Uber has not given up on Europe despite a ban of their ride hail service in many cities. Instead the firm tries to tie in with local authorities on a greener note. They want to launch electric bike sharing through their Jump subsidiary and also UberGreen, first in Berlin.
Ride hailing service Uber has been under criticism for some time. Taxi unions and cities blamed the app startup for undercutting prices and crowding the streets. German cities prove particularly critical and Uber has since been trying to find other business causes. Sustainability for example and so they announced to launch their electric bike sharing this summer in the German capital.
The Uber service that builds on the acquisition of Jump bikes is in operation in San Francisco and Washington DC. In Berlin, the pedelecs are to free float as well although this may result in critical authorities soon again. Berlin has seen a rise in bicycle sharing programmes crowding the walkways but only the LimeBike offers pedelecs to rent so far.
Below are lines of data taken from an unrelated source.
//! Shared test fixtures: a two-intent bot over a small softmax network.

use crate::brain::artifacts::ModelArtifacts;
use crate::brain::engine::IntentEngine;
use crate::brain::lemmatizer::IdentityLemmatizer;
use crate::brain::network::{Activation, DenseLayer, FeedForwardNetwork};
use crate::brain::normalizer::Normalizer;
use crate::config::{BotConfig, IntentResponses};
use std::collections::BTreeMap;
use std::sync::Arc;

pub const GREETINGS: [&str; 2] = ["Привет!", "Здравствуйте!"];
pub const WEATHER: [&str; 1] = ["Сегодня солнечно."];
pub const FAILURE: [&str; 2] = ["Не понял вопрос.", "Переформулируйте, пожалуйста."];

pub fn vocabulary() -> Vec<String> {
    vec!["привет".to_string(), "погода".to_string()]
}

pub fn intents() -> Vec<String> {
    vec!["greeting".to_string(), "weather".to_string()]
}

/// Softmax network: word `i` strongly votes for intent `i`, no words gives 0.5/0.5.
pub fn network() -> FeedForwardNetwork {
    FeedForwardNetwork::new(vec![DenseLayer {
        weights: vec![vec![3.0, -3.0], vec![-3.0, 3.0]],
        biases: vec![0.0, 0.0],
        activation: Activation::Softmax,
    }])
    .unwrap()
}

pub fn bot_config() -> BotConfig {
    let mut intents = BTreeMap::new();
    intents.insert(
        "greeting".to_string(),
        IntentResponses {
            responses: GREETINGS.iter().map(|s| s.to_string()).collect(),
        },
    );
    intents.insert(
        "weather".to_string(),
        IntentResponses {
            responses: WEATHER.iter().map(|s| s.to_string()).collect(),
        },
    );
    BotConfig {
        threshold: 0.5,
        intents,
        failure_phrases: FAILURE.iter().map(|s| s.to_string()).collect(),
    }
}

/// Engine over the fixture network with an identity lemmatizer.
pub fn engine() -> IntentEngine {
    let artifacts = ModelArtifacts::new(vocabulary(), intents(), Arc::new(network())).unwrap();
    IntentEngine::with_normalizer(
        artifacts,
        bot_config(),
        Normalizer::with_lemmatizer(Box::new(IdentityLemmatizer)),
    )
    .unwrap()
}
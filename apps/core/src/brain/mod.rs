//! # Brain Module
//!
//! Intent classification pipeline of the chat bot.
//! Turns one incoming message into an intent decision and a reply.
//!
//! ## Components
//! - `normalizer`: garbage stripping, tokenization, lemmatization, stopwords
//! - `typo`: nearest-vocabulary-word correction (Damerau–Levenshtein)
//! - `vectorizer`: bag-of-words presence vector
//! - `network` / `classifier`: feed-forward model and its output checks
//! - `decision`: threshold and ranking
//! - `responder`: random reply selection
//! - `artifacts`: vocabulary, intent table and network loading
//! - `engine`: main orchestrator

pub mod artifacts;
pub mod classifier;
pub mod decision;
pub mod engine;
pub mod lemmatizer;
pub mod network;
pub mod normalizer;
pub mod responder;
pub mod stopwords;
pub mod typo;
pub mod vectorizer;

pub use artifacts::ModelArtifacts;
pub use classifier::IntentClassifier;
pub use decision::RankedIntent;
pub use engine::{Classification, IntentEngine, Outcome, Reply};
pub use network::{FeedForwardNetwork, IntentModel};
pub use normalizer::Normalizer;
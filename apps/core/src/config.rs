//! Bot configuration and process settings.
//!
//! `BotConfig` is the JSON file holding the threshold and canned replies.
//! `Settings` gathers everything that comes from the environment (`.env`
//! included) and points at the config file and model artifacts.

use serde::{Deserialize, Serialize};
use std::collections::BTreeMap;
use std::fs;
use std::path::{Path, PathBuf};
use std::time::Duration;
use tracing::info;
use validator::Validate;

use crate::error::AppError;
use crate::fs_manager::PortablePathManager;

pub const CONFIG_ENV: &str = "CHATBOT_CONFIG";
pub const MODELS_DIR_ENV: &str = "CHATBOT_MODELS_DIR";
pub const THRESHOLD_ENV: &str = "CHATBOT_THRESHOLD";
pub const TIMEOUT_ENV: &str = "CHATBOT_INFERENCE_TIMEOUT_MS";
pub const LOG_FORMAT_ENV: &str = "CHATBOT_LOG_FORMAT";

const DEFAULT_INFERENCE_TIMEOUT_MS: u64 = 5_000;

/// Candidate replies for one intent.
#[derive(Debug, Clone, Serialize, Deserialize, Validate)]
pub struct IntentResponses {
    #[validate(length(min = 1))]
    pub responses: Vec<String>,
}

/// Replies and threshold, loaded once at startup.
#[derive(Debug, Clone, Serialize, Deserialize, Validate)]
pub struct BotConfig {
    /// Minimum probability an intent must strictly exceed.
    #[validate(range(min = 0.0, max = 1.0))]
    pub threshold: f32,
    /// Replies per intent id.
    pub intents: BTreeMap<String, IntentResponses>,
    /// Reserve replies used when no intent clears the threshold.
    #[validate(length(min = 1))]
    pub failure_phrases: Vec<String>,
}

impl BotConfig {
    /// Read and validate a config file.
    pub fn load(path: &Path) -> Result<Self, AppError> {
        let raw = fs::read_to_string(path).map_err(|e| {
            AppError::Configuration(format!("Cannot read config {:?}: {}", path, e))
        })?;
        let config: BotConfig = serde_json::from_str(&raw).map_err(|e| {
            AppError::Configuration(format!("Invalid config {:?}: {}", path, e))
        })?;
        config.check()?;
        info!(
            "Loaded bot config from {:?}: {} intents, {} failure phrases, threshold {}",
            path,
            config.intents.len(),
            config.failure_phrases.len(),
            config.threshold
        );
        Ok(config)
    }

    /// Validate field constraints, including the per-intent response lists.
    pub fn check(&self) -> Result<(), AppError> {
        validate_threshold(self.threshold).map_err(|e| match e {
            AppError::Validation(msg) => AppError::Configuration(msg),
            other => other,
        })?;
        self.validate()?;
        for (intent, responses) in &self.intents {
            responses.validate().map_err(|e| {
                AppError::Configuration(format!("Intent '{}': {}", intent, e))
            })?;
        }
        Ok(())
    }

    /// Every intent the model can produce must have replies configured.
    pub fn ensure_covers(&self, intent_table: &[String]) -> Result<(), AppError> {
        let missing: Vec<&str> = intent_table
            .iter()
            .filter(|id| !self.intents.contains_key(id.as_str()))
            .map(String::as_str)
            .collect();
        if missing.is_empty() {
            Ok(())
        } else {
            Err(AppError::Configuration(format!(
                "No responses configured for intents: {}",
                missing.join(", ")
            )))
        }
    }
}

/// Reject thresholds outside `[0, 1]`, NaN included.
pub fn validate_threshold(threshold: f32) -> Result<f32, AppError> {
    if (0.0..=1.0).contains(&threshold) {
        Ok(threshold)
    } else {
        Err(AppError::Validation(format!(
            "Threshold must be within [0, 1], got {}",
            threshold
        )))
    }
}

#[derive(Debug, Clone, Copy, PartialEq, Eq)]
pub enum LogFormat {
    Pretty,
    Json,
}

/// Process settings resolved from the environment.
#[derive(Debug, Clone)]
pub struct Settings {
    pub config_path: PathBuf,
    pub models_dir: PathBuf,
    pub journal_path: PathBuf,
    pub threshold_override: Option<f32>,
    pub inference_timeout: Duration,
    pub log_format: LogFormat,
}

impl Settings {
    pub fn from_env() -> Result<Self, AppError> {
        let config_path = env_path(CONFIG_ENV).unwrap_or_else(PortablePathManager::config_path);
        let models_dir = env_path(MODELS_DIR_ENV).unwrap_or_else(PortablePathManager::models_dir);

        let threshold_override = match env_value(THRESHOLD_ENV) {
            Some(raw) => {
                let value: f32 = raw.parse().map_err(|_| {
                    AppError::Configuration(format!("{} is not a number: {}", THRESHOLD_ENV, raw))
                })?;
                Some(validate_threshold(value).map_err(|e| AppError::Configuration(e.to_string()))?)
            }
            None => None,
        };

        let inference_timeout = match env_value(TIMEOUT_ENV) {
            Some(raw) => {
                let ms: u64 = raw.parse().map_err(|_| {
                    AppError::Configuration(format!("{} is not a number: {}", TIMEOUT_ENV, raw))
                })?;
                if ms == 0 {
                    return Err(AppError::Configuration(format!("{} must be positive", TIMEOUT_ENV)));
                }
                Duration::from_millis(ms)
            }
            None => Duration::from_millis(DEFAULT_INFERENCE_TIMEOUT_MS),
        };

        let log_format = match env_value(LOG_FORMAT_ENV).as_deref() {
            Some("json") => LogFormat::Json,
            _ => LogFormat::Pretty,
        };

        Ok(Self {
            config_path,
            models_dir,
            journal_path: PortablePathManager::journal_path(),
            threshold_override,
            inference_timeout,
            log_format,
        })
    }

    /// Load the bot config, applying the threshold override if one is set.
    pub fn load_bot_config(&self) -> Result<BotConfig, AppError> {
        let mut config = BotConfig::load(&self.config_path)?;
        if let Some(threshold) = self.threshold_override {
            info!("Threshold overridden from environment: {}", threshold);
            config.threshold = threshold;
        }
        Ok(config)
    }
}

fn env_value(key: &str) -> Option<String> {
    std::env::var(key).ok().filter(|v| !v.trim().is_empty())
}

fn env_path(key: &str) -> Option<PathBuf> {
    env_value(key).map(PathBuf::from)
}
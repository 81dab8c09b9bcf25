pub mod chat_bot;
pub mod messages;
pub mod traits;
//! Feed-forward network inference.
//!
//! The network is trained offline and shipped as JSON. Only inference lives
//! here; dropout layers used during training are identities at inference time
//! and are therefore absent from the serialized form.

use serde::{Deserialize, Serialize};
use std::fs;
use std::path::Path;
use tracing::info;

use crate::error::AppError;

/// Maps a `V`-length feature vector to an `I`-length score vector.
///
/// Implementations must not mutate shared state in `predict`; a single model
/// is read concurrently by every in-flight request.
pub trait IntentModel: Send + Sync {
    /// Width of the expected input vector.
    fn input_width(&self) -> usize;

    /// Width of the produced output vector.
    fn output_width(&self) -> usize;

    /// Evaluate the model on one input vector.
    fn predict(&self, input: &[f32]) -> Result<Vec<f32>, AppError>;
}

/// Activation applied to a layer's pre-activations.
#[derive(Debug, Clone, Copy, PartialEq, Eq, Serialize, Deserialize)]
#[serde(rename_all = "lowercase")]
pub enum Activation {
    Relu,
    Sigmoid,
    Softmax,
    Tanh,
    Linear,
}

impl Activation {
    fn apply(self, values: &mut [f32]) {
        match self {
            Activation::Relu => values.iter_mut().for_each(|v| *v = v.max(0.0)),
            Activation::Sigmoid => values
                .iter_mut()
                .for_each(|v| *v = 1.0 / (1.0 + (-*v).exp())),
            Activation::Tanh => values.iter_mut().for_each(|v| *v = v.tanh()),
            Activation::Linear => {}
            Activation::Softmax => {
                let max = values.iter().copied().fold(f32::NEG_INFINITY, f32::max);
                let mut sum = 0.0f32;
                for v in values.iter_mut() {
                    *v = (*v - max).exp();
                    sum += *v;
                }
                if sum > 0.0 {
                    values.iter_mut().for_each(|v| *v /= sum);
                }
            }
        }
    }
}

/// A fully connected layer. `weights` holds one row per output neuron.
#[derive(Debug, Clone, Serialize, Deserialize)]
pub struct DenseLayer {
    pub weights: Vec<Vec<f32>>,
    pub biases: Vec<f32>,
    pub activation: Activation,
}

impl DenseLayer {
    pub fn input_width(&self) -> usize {
        self.weights.first().map_or(0, Vec::len)
    }

    pub fn output_width(&self) -> usize {
        self.biases.len()
    }

    fn forward(&self, input: &[f32]) -> Vec<f32> {
        let mut output: Vec<f32> = self
            .weights
            .iter()
            .zip(&self.biases)
            .map(|(row, bias)| row.iter().zip(input).map(|(w, x)| w * x).sum::<f32>() + bias)
            .collect();
        self.activation.apply(&mut output);
        output
    }
}

/// Sequential stack of dense layers.
#[derive(Debug, Clone, Serialize, Deserialize)]
pub struct FeedForwardNetwork {
    layers: Vec<DenseLayer>,
}

impl FeedForwardNetwork {
    /// Build a network, checking that consecutive layer shapes line up.
    pub fn new(layers: Vec<DenseLayer>) -> Result<Self, AppError> {
        let network = Self { layers };
        network.validate()?;
        Ok(network)
    }

    /// Load a network from its JSON artifact.
    pub fn from_file(path: &Path) -> Result<Self, AppError> {
        let raw = fs::read_to_string(path)?;
        let network: FeedForwardNetwork = serde_json::from_str(&raw).map_err(|e| {
            AppError::Configuration(format!("Invalid network artifact {:?}: {}", path, e))
        })?;
        network.validate()?;
        info!(
            "Loaded network from {:?}: {} layers, {} -> {}",
            path,
            network.layers.len(),
            network.input_width(),
            network.output_width()
        );
        Ok(network)
    }

    pub fn layers(&self) -> &[DenseLayer] {
        &self.layers
    }

    fn validate(&self) -> Result<(), AppError> {
        if self.layers.is_empty() {
            return Err(AppError::Configuration(
                "Network has no layers".to_string(),
            ));
        }

        let mut expected_input = self.layers[0].input_width();
        for (index, layer) in self.layers.iter().enumerate() {
            if layer.weights.len() != layer.biases.len() {
                return Err(AppError::Configuration(format!(
                    "Layer {}: {} weight rows but {} biases",
                    index,
                    layer.weights.len(),
                    layer.biases.len()
                )));
            }
            if layer.biases.is_empty() {
                return Err(AppError::Configuration(format!("Layer {} has no neurons", index)));
            }
            if let Some(row) = layer.weights.iter().position(|r| r.len() != expected_input) {
                return Err(AppError::Configuration(format!(
                    "Layer {}: row {} has width {}, expected {}",
                    index,
                    row,
                    layer.weights[row].len(),
                    expected_input
                )));
            }
            let finite = layer
                .weights
                .iter()
                .flatten()
                .chain(&layer.biases)
                .all(|v| v.is_finite());
            if !finite {
                return Err(AppError::Configuration(format!(
                    "Layer {} contains non-finite parameters",
                    index
                )));
            }
            expected_input = layer.output_width();
        }

        if self.input_width() == 0 {
            return Err(AppError::Configuration(
                "Network input width is zero".to_string(),
            ));
        }
        Ok(())
    }
}

impl IntentModel for FeedForwardNetwork {
    fn input_width(&self) -> usize {
        self.layers.first().map_or(0, DenseLayer::input_width)
    }

    fn output_width(&self) -> usize {
        self.layers.last().map_or(0, DenseLayer::output_width)
    }

    fn predict(&self, input: &[f32]) -> Result<Vec<f32>, AppError> {
        if input.len() != self.input_width() {
            return Err(AppError::Classification(format!(
                "Network expects {} inputs, got {}",
                self.input_width(),
                input.len()
            )));
        }

        let mut activations = input.to_vec();
        for layer in &self.layers {
            activations = layer.forward(&activations);
        }

        if activations.iter().any(|v| !v.is_finite()) {
            return Err(AppError::Classification(
                "Network produced a non-finite value".to_string(),
            ));
        }
        Ok(activations)
    }
}
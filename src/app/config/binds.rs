use crate::app::actions::FeedAction;
use crate::app::binds_handler::SequentialKeyBinding;
use crossterm::event::{KeyCode, KeyModifiers};
use serde::{Deserialize, Serialize};
use std::collections::HashMap;

pub type KeyMap = HashMap<(KeyModifiers, KeyCode), FeedAction>;

#[derive(Debug, Clone, Deserialize, Serialize)]
pub struct BindsConfig {
    #[serde(default = "BindsConfig::default_quit")]
    pub quit: Vec<String>,
    #[serde(default = "BindsConfig::default_scroll_up")]
    pub scroll_up: Vec<String>,
    #[serde(default = "BindsConfig::default_scroll_down")]
    pub scroll_down: Vec<String>,
    #[serde(default = "BindsConfig::default_page_up")]
    pub page_up: Vec<String>,
    #[serde(default = "BindsConfig::default_page_down")]
    pub page_down: Vec<String>,
    #[serde(default = "BindsConfig::default_go_to_top")]
    pub go_to_top: Vec<String>,
    #[serde(default = "BindsConfig::default_go_to_bottom")]
    pub go_to_bottom: Vec<String>,
    #[serde(default = "BindsConfig::default_refresh")]
    pub refresh: Vec<String>,
    #[serde(default = "BindsConfig::default_expand")]
    pub expand: Vec<String>,
    #[serde(default = "BindsConfig::default_retry")]
    pub retry: Vec<String>,
}

impl BindsConfig {
    fn default_quit() -> Vec<String> {
        vec!["q".to_string(), "esc".to_string(), "ctrl-c".to_string()]
    }
    fn default_scroll_up() -> Vec<String> {
        vec!["k".to_string(), "up".to_string()]
    }
    fn default_scroll_down() -> Vec<String> {
        vec!["j".to_string(), "down".to_string()]
    }
    fn default_page_up() -> Vec<String> {
        vec!["pageup".to_string(), "ctrl-u".to_string()]
    }
    fn default_page_down() -> Vec<String> {
        vec!["pagedown".to_string(), "ctrl-d".to_string()]
    }
    fn default_go_to_top() -> Vec<String> {
        vec!["g g".to_string(), "home".to_string()]
    }
    fn default_go_to_bottom() -> Vec<String> {
        vec!["shift-g".to_string(), "end".to_string()]
    }
    fn default_refresh() -> Vec<String> {
        vec!["r".to_string(), "f5".to_string()]
    }
    fn default_expand() -> Vec<String> {
        vec!["enter".to_string(), "space".to_string()]
    }
    fn default_retry() -> Vec<String> {
        vec!["shift-r".to_string()]
    }

    /// Parse a single key like "ctrl-d", "shift-g" or "pagedown"
    pub fn parse_keybinding(key_str: &str) -> Option<(KeyModifiers, KeyCode)> {
        let key_str = key_str.to_lowercase();

        // Special case for standalone "-" character
        if key_str == "-" {
            return Some((KeyModifiers::NONE, KeyCode::Char('-')));
        }

        let parts: Vec<&str> = key_str.split('-').collect();
        let (key_part, modifier_parts) = parts.split_last()?;

        let mut modifiers = KeyModifiers::NONE;
        for part in modifier_parts {
            match *part {
                "ctrl" => modifiers |= KeyModifiers::CONTROL,
                "alt" => modifiers |= KeyModifiers::ALT,
                "shift" => modifiers |= KeyModifiers::SHIFT,
                _ => return None,
            }
        }

        let code = match *key_part {
            "esc" => KeyCode::Esc,
            "enter" => KeyCode::Enter,
            "backspace" => KeyCode::Backspace,
            "tab" => KeyCode::Tab,
            "delete" => KeyCode::Delete,
            "insert" => KeyCode::Insert,
            "home" => KeyCode::Home,
            "end" => KeyCode::End,
            "pageup" => KeyCode::PageUp,
            "pagedown" => KeyCode::PageDown,
            "up" => KeyCode::Up,
            "down" => KeyCode::Down,
            "left" => KeyCode::Left,
            "right" => KeyCode::Right,
            "space" => KeyCode::Char(' '),
            f if f.len() > 1 && f.starts_with('f') => {
                let n: u8 = f[1..].parse().ok()?;
                if !(1..=12).contains(&n) {
                    return None;
                }
                KeyCode::F(n)
            }
            // Handle characters - if shift is present, capitalize
            c => {
                let mut chars = c.chars();
                let ch = chars.next()?;
                if chars.next().is_some() {
                    return None;
                }
                if modifiers.contains(KeyModifiers::SHIFT) {
                    KeyCode::Char(ch.to_ascii_uppercase())
                } else {
                    KeyCode::Char(ch)
                }
            }
        };

        Some((modifiers, code))
    }

    /// Parse a binding string that may contain space-separated sequential keys
    pub fn parse_binding_string(binding_str: &str) -> Vec<(KeyModifiers, KeyCode)> {
        binding_str
            .split_whitespace()
            .filter_map(Self::parse_keybinding)
            .collect()
    }

    /// Build the single-key map and the list of multi-key sequences
    pub fn build_key_maps(&self) -> (KeyMap, Vec<SequentialKeyBinding>) {
        let mut single_map = HashMap::new();
        let mut sequential_bindings = Vec::new();

        let bindings: [(&[String], FeedAction); 10] = [
            (&self.quit, FeedAction::Quit),
            (&self.scroll_up, FeedAction::ScrollUp),
            (&self.scroll_down, FeedAction::ScrollDown),
            (&self.page_up, FeedAction::PageUp),
            (&self.page_down, FeedAction::PageDown),
            (&self.go_to_top, FeedAction::GoToTop),
            (&self.go_to_bottom, FeedAction::GoToBottom),
            (&self.refresh, FeedAction::Refresh),
            (&self.expand, FeedAction::ExpandSelected),
            (&self.retry, FeedAction::Retry),
        ];

        for (binding_strings, action) in bindings {
            Self::add_binding_for_action(
                binding_strings,
                action,
                &mut single_map,
                &mut sequential_bindings,
            );
        }

        (single_map, sequential_bindings)
    }

    /// Helper method to add bindings that may be sequential
    fn add_binding_for_action(
        binding_strings: &[String],
        action: FeedAction,
        single_map: &mut KeyMap,
        sequential_bindings: &mut Vec<SequentialKeyBinding>,
    ) {
        for binding_str in binding_strings {
            let key_sequence = Self::parse_binding_string(binding_str);

            match key_sequence.len() {
                0 => log::warn!("Ignoring unparseable key binding: {binding_str:?}"),
                1 => {
                    single_map.insert(key_sequence[0], action);
                }
                _ => sequential_bindings.push(SequentialKeyBinding {
                    sequence: key_sequence,
                    action,
                }),
            }
        }
    }
}

impl Default for BindsConfig {
    fn default() -> Self {
        Self {
            quit: Self::default_quit(),
            scroll_up: Self::default_scroll_up(),
            scroll_down: Self::default_scroll_down(),
            page_up: Self::default_page_up(),
            page_down: Self::default_page_down(),
            go_to_top: Self::default_go_to_top(),
            go_to_bottom: Self::default_go_to_bottom(),
            refresh: Self::default_refresh(),
            expand: Self::default_expand(),
            retry: Self::default_retry(),
        }
    }
}
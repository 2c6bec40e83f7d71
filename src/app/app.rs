use std::rc::Rc;

use tokio::sync::mpsc::UnboundedReceiver;

use crate::app::binds_handler::KeyBinds;
use crate::app::config::Config;
use crate::app::screen::ReviewScreen;
use crate::avatar::{AvatarLoader, AvatarMessage};
use crate::feed::{FeedChannels, PaginationEngine};
use crate::ui::DirtyFlags;

/// Everything the review screen owns. Lives on the main task only.
pub struct App {
    /// Is the application running?
    pub running: bool,
    pub config: Config,
    pub engine: PaginationEngine,
    pub loader: AvatarLoader,
    pub screen: ReviewScreen,
    pub key_binds: KeyBinds,
    /// Shared with the engine callbacks
    pub dirty: Rc<DirtyFlags>,
    /// Config warnings collected at startup
    pub config_warnings: Vec<String>,
    /// Shown until the first key press
    pub show_config_warnings_popup: bool,
    pub source_name: String,
}

/// Receivers the main loop polls and feeds back into the [`App`].
pub struct AppChannels {
    pub feed: FeedChannels,
    pub avatars: UnboundedReceiver<AvatarMessage>,
}
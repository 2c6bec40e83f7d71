//! The review feed: records, row items and the pagination engine.

pub mod engine;
pub mod error;
pub mod items;
pub mod pluralize;
pub mod record;
pub mod source;
pub mod state;
pub mod text;

pub use engine::{
    DEFAULT_LOOK_AHEAD_SCREENS, EngineOptions, FeedChannels, PaginationEngine, ScrollSignal,
};
pub use error::FeedError;
pub use items::{
    AVATAR_GUTTER, AVATAR_ROWS, DEFAULT_COLLAPSED_LINES, ListItem, RowContent, RowLine,
    SHOW_MORE_LABEL,
};
pub use pluralize::ReviewCountDeclension;
pub use record::ReviewPage;
pub use source::{FileReviewSource, HttpReviewSource, ReviewSource};
pub use state::{DEFAULT_PAGE_SIZE, FeedState, GENERIC_ERROR_MESSAGE, LoadingStage};
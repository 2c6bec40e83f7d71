use std::time::Duration;

use ratatui::DefaultTerminal;

use super::{App, AppChannels};
use crate::app::event_handlers::EventHandlers;
use crate::feed::LoadingStage;
use crate::ui::FeedView;

/// How often avatar cache statistics go to the log
const CACHE_STATS_INTERVAL_SECS: u64 = 60;

/// Trait for main application loop
pub trait AppMainLoop {
    async fn run(self, terminal: DefaultTerminal, channels: AppChannels) -> color_eyre::Result<()>
    where
        Self: Sized;
}

impl AppMainLoop for App {
    /// Run the application's main loop.
    async fn run(
        mut self,
        mut terminal: DefaultTerminal,
        mut channels: AppChannels,
    ) -> color_eyre::Result<()> {
        self.running = true;
        self.engine.start();

        let stats_interval =
            tokio::time::interval(Duration::from_secs(CACHE_STATS_INTERVAL_SECS));
        tokio::pin!(stats_interval);

        #[cfg(unix)]
        let mut sigint =
            tokio::signal::unix::signal(tokio::signal::unix::SignalKind::interrupt())?;
        #[cfg(unix)]
        let mut sigterm =
            tokio::signal::unix::signal(tokio::signal::unix::SignalKind::terminate())?;

        log::info!("Entering event-driven main loop");

        while self.running {
            if self.key_binds.update() {
                self.dirty.mark_status();
            }

            let size = terminal.size()?;
            self.dirty.check_terminal_size(size.width, size.height);

            if self.dirty.any_dirty() {
                let view = FeedView {
                    state: self.engine.state(),
                    loading: self.engine.is_loading(),
                    refreshing: self.engine.is_refreshing(),
                    config: &self.config,
                    key_binds: &self.key_binds,
                    source_name: &self.source_name,
                    warnings: self
                        .show_config_warnings_popup
                        .then_some(self.config_warnings.as_slice()),
                };
                terminal.draw(|frame| {
                    crate::ui::render(frame, &view, &mut self.screen, &mut self.loader);
                })?;
                let scrolled = self.dirty.is_selection_dirty();
                self.dirty.clear_all();

                // After a failure only a user scroll counts as the next trigger
                let failed = self.engine.state().stage() == LoadingStage::Failed;
                if (!failed || scrolled)
                    && self.engine.load_more_if_needed(self.screen.scroll_signal())
                {
                    self.dirty.mark_status();
                }
            }

            tokio::select! {
                // Keyboard events (with short timeout for responsive UI)
                _ = tokio::time::sleep(Duration::from_millis(10)) => {
                    if crossterm::event::poll(Duration::from_millis(0))? {
                        self.handle_crossterm_events()?;
                    }
                }

                Some(response) = channels.feed.responses.recv() => {
                    self.engine.handle_response(response);
                }

                Some(command) = channels.feed.commands.recv() => {
                    self.engine.handle_command(command);
                }

                Some(message) = channels.avatars.recv() => {
                    let deliveries = self.loader.complete(message);
                    if self.screen.deliver(&deliveries) {
                        self.dirty.mark_avatars();
                    }
                }

                _ = stats_interval.tick() => {
                    self.loader.cache().log_stats();
                    log::debug!("Avatar fetches in flight: {}", self.loader.in_flight());
                }
            }

            // Check for Unix signals outside of select! to avoid conditional compilation issues
            #[cfg(unix)]
            {
                use std::pin::Pin;
                use std::task::Poll;

                let waker = futures::task::noop_waker();
                let mut cx = std::task::Context::from_waker(&waker);

                if let Poll::Ready(Some(())) = Pin::new(&mut sigint).poll_recv(&mut cx) {
                    log::info!("Received SIGINT, shutting down gracefully");
                    self.quit();
                }

                if let Poll::Ready(Some(())) = Pin::new(&mut sigterm).poll_recv(&mut cx) {
                    log::info!("Received SIGTERM, shutting down gracefully");
                    self.quit();
                }
            }
        }

        log::info!("Exiting main loop");
        self.loader.cache().log_stats();

        Ok(())
    }
}
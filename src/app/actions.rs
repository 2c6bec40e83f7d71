/// Everything a key binding can ask the review screen to do.
#[derive(Debug, Clone, Copy, PartialEq, Eq, Hash)]
pub enum FeedAction {
    Quit,
    ScrollUp,
    ScrollDown,
    PageUp,
    PageDown,
    GoToTop,
    GoToBottom,
    /// Drop the feed and load it again from the first page
    Refresh,
    /// Show the full text of the selected review
    ExpandSelected,
    /// Retry the last failed page
    Retry,
}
Still, Uber CEO Dara Khosrowshahi says Uber wants “to work with local governments and cities to make our model work,” and called the Jump bike service a “signal of what the new Uber can be like”.
He means eco-friendly. Accordingly, the launch of UberGreen in Berlin is planned this year as well. The service allows customers to book a pick up with an electric car. A trial in Munich has been successful and will continue with more cars. UberGreen is also available in Amsterdam, Bucharest, Paris, London and Lisbon. They use Renault Zoe electric cars (we reported).
UberGreen is restricted to certain areas. Still, cab drivers in Berlin protested outside the conference hall, where Uber announced their plans. The Uber CEO signalled a willingness to talk to protesters but clarified Uber’s position: “When you’re changing traditions, there are constituencies you may anger.”
Uber plans to roll out UberGreen and their Jump pedelec sharing to other European cities in future. In London Uber had lost the license but is still running. Here their drivers must have an EV by 2025 and may receive funding through Uber’s Clean Air Fund. The aim is to have a 100% electrified fleet on the Isles by 2022 reportedly.